Monopoly Freedom Day

2009/01/23 By Rob 5 Comments

Each year the Tax Foundation, a 70-year old nonpartisan tax research group based in Washington, D.C., issues a press release on Tax Freedom Day, the day in the year where the average American worker has earned enough to pay their taxes for the year. In 2008 Tax Freedom Day was April 23rd. Of course, this is a rhetorical device, since we really pay taxes throughout the year, at various rates, and not all at once, but it is a useful device that illustrates the relationship between wages and taxes.

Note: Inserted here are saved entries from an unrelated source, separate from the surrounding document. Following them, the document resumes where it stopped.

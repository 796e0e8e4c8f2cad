//! Locally generated TURN REST credentials
//!
//! Username is `<unix expiry>:<session>`, password is the base64 HMAC-SHA1
//! of the username keyed with the secret shared with the TURN server.

use super::{Credential, CredentialError, CredentialFetcher};
use crate::config::TurnConfig;
use async_trait::async_trait;
use base64::Engine;
use hmac::{Hmac, Mac};
use sha1::Sha1;

pub struct SharedSecretFetcher {
    config: TurnConfig,
}

impl SharedSecretFetcher {
    pub fn new(config: TurnConfig) -> Self {
        Self { config }
    }

    /// Credential valid until `now_unix + ttl`
    pub fn generate(&self, session_id: &str, now_unix: u64) -> Result<Credential, CredentialError> {
        if self.config.shared_secret.is_empty() {
            return Err(CredentialError::NotConfigured("TURN shared secret not set".to_string()));
        }
        if self.config.server.is_empty() {
            return Err(CredentialError::NotConfigured("TURN server not set".to_string()));
        }

        let ttl = self.config.credential_ttl_secs;
        let expiry = now_unix + u64::from(ttl);
        let username = format!("{}:{}", expiry, session_id);
        let password = hmac_sha1_base64(&self.config.shared_secret, &username)?;

        let server = &self.config.server;
        let server_uris = vec![
            format!("turn:{}:{}?transport=udp", server, self.config.port),
            format!("turn:{}:{}?transport=tcp", server, self.config.port),
            format!("turns:{}:{}?transport=tcp", server, self.config.tls_port),
        ];

        Ok(Credential {
            username,
            secret: password,
            ttl_seconds: ttl,
            server_uris,
        })
    }
}

#[async_trait]
impl CredentialFetcher for SharedSecretFetcher {
    async fn fetch(&self, session_id: &str) -> Result<Credential, CredentialError> {
        let now_unix = std::time::SystemTime::now()
            .duration_since(std::time::UNIX_EPOCH)
            .map(|d| d.as_secs())
            .unwrap_or(0);
        self.generate(session_id, now_unix)
    }
}

fn hmac_sha1_base64(secret: &str, message: &str) -> Result<String, CredentialError> {
    let mut mac = Hmac::<Sha1>::new_from_slice(secret.as_bytes())
        .map_err(|e| CredentialError::NotConfigured(format!("invalid TURN secret: {}", e)))?;
    mac.update(message.as_bytes());
    let result = mac.finalize().into_bytes();
    Ok(base64::engine::general_purpose::STANDARD.encode(result))
}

So, this got me thinking whether this same analysis could be applied to what I’ve been calling the “Monopoly Tax”, the excess price we pay for products from a monopolist when adequate open source alternatives are available.

Let me take a stab at the analysis. First, let’s look at the price of two entry-level PC’s, identical except that one comes pre-installed with Ubuntu and OpenOffice, while the other comes pre-installed with Microsoft Windows and Microsoft Office. I’ll use Dell’s Inspiron 530/530n as an example. Same chip, same RAM, same monitor, same drive, same graphics, everything the same, except one comes with Linux and the other has the Microsoft software.

  • Dell Inspiron 530 with Microsoft Vista/Microsoft Office = $818.00
  • Dell Inspiron 530N with Ubuntu/OpenOffice = $428.00

So the “monopoly tax” in this case is $390, or 48% of the total cost of the system. Now that amount is probably not going to crush you or me. But for a student, a small town library strapped for funds, the recently unemployed, or a family in the developing world, this is a huge difference.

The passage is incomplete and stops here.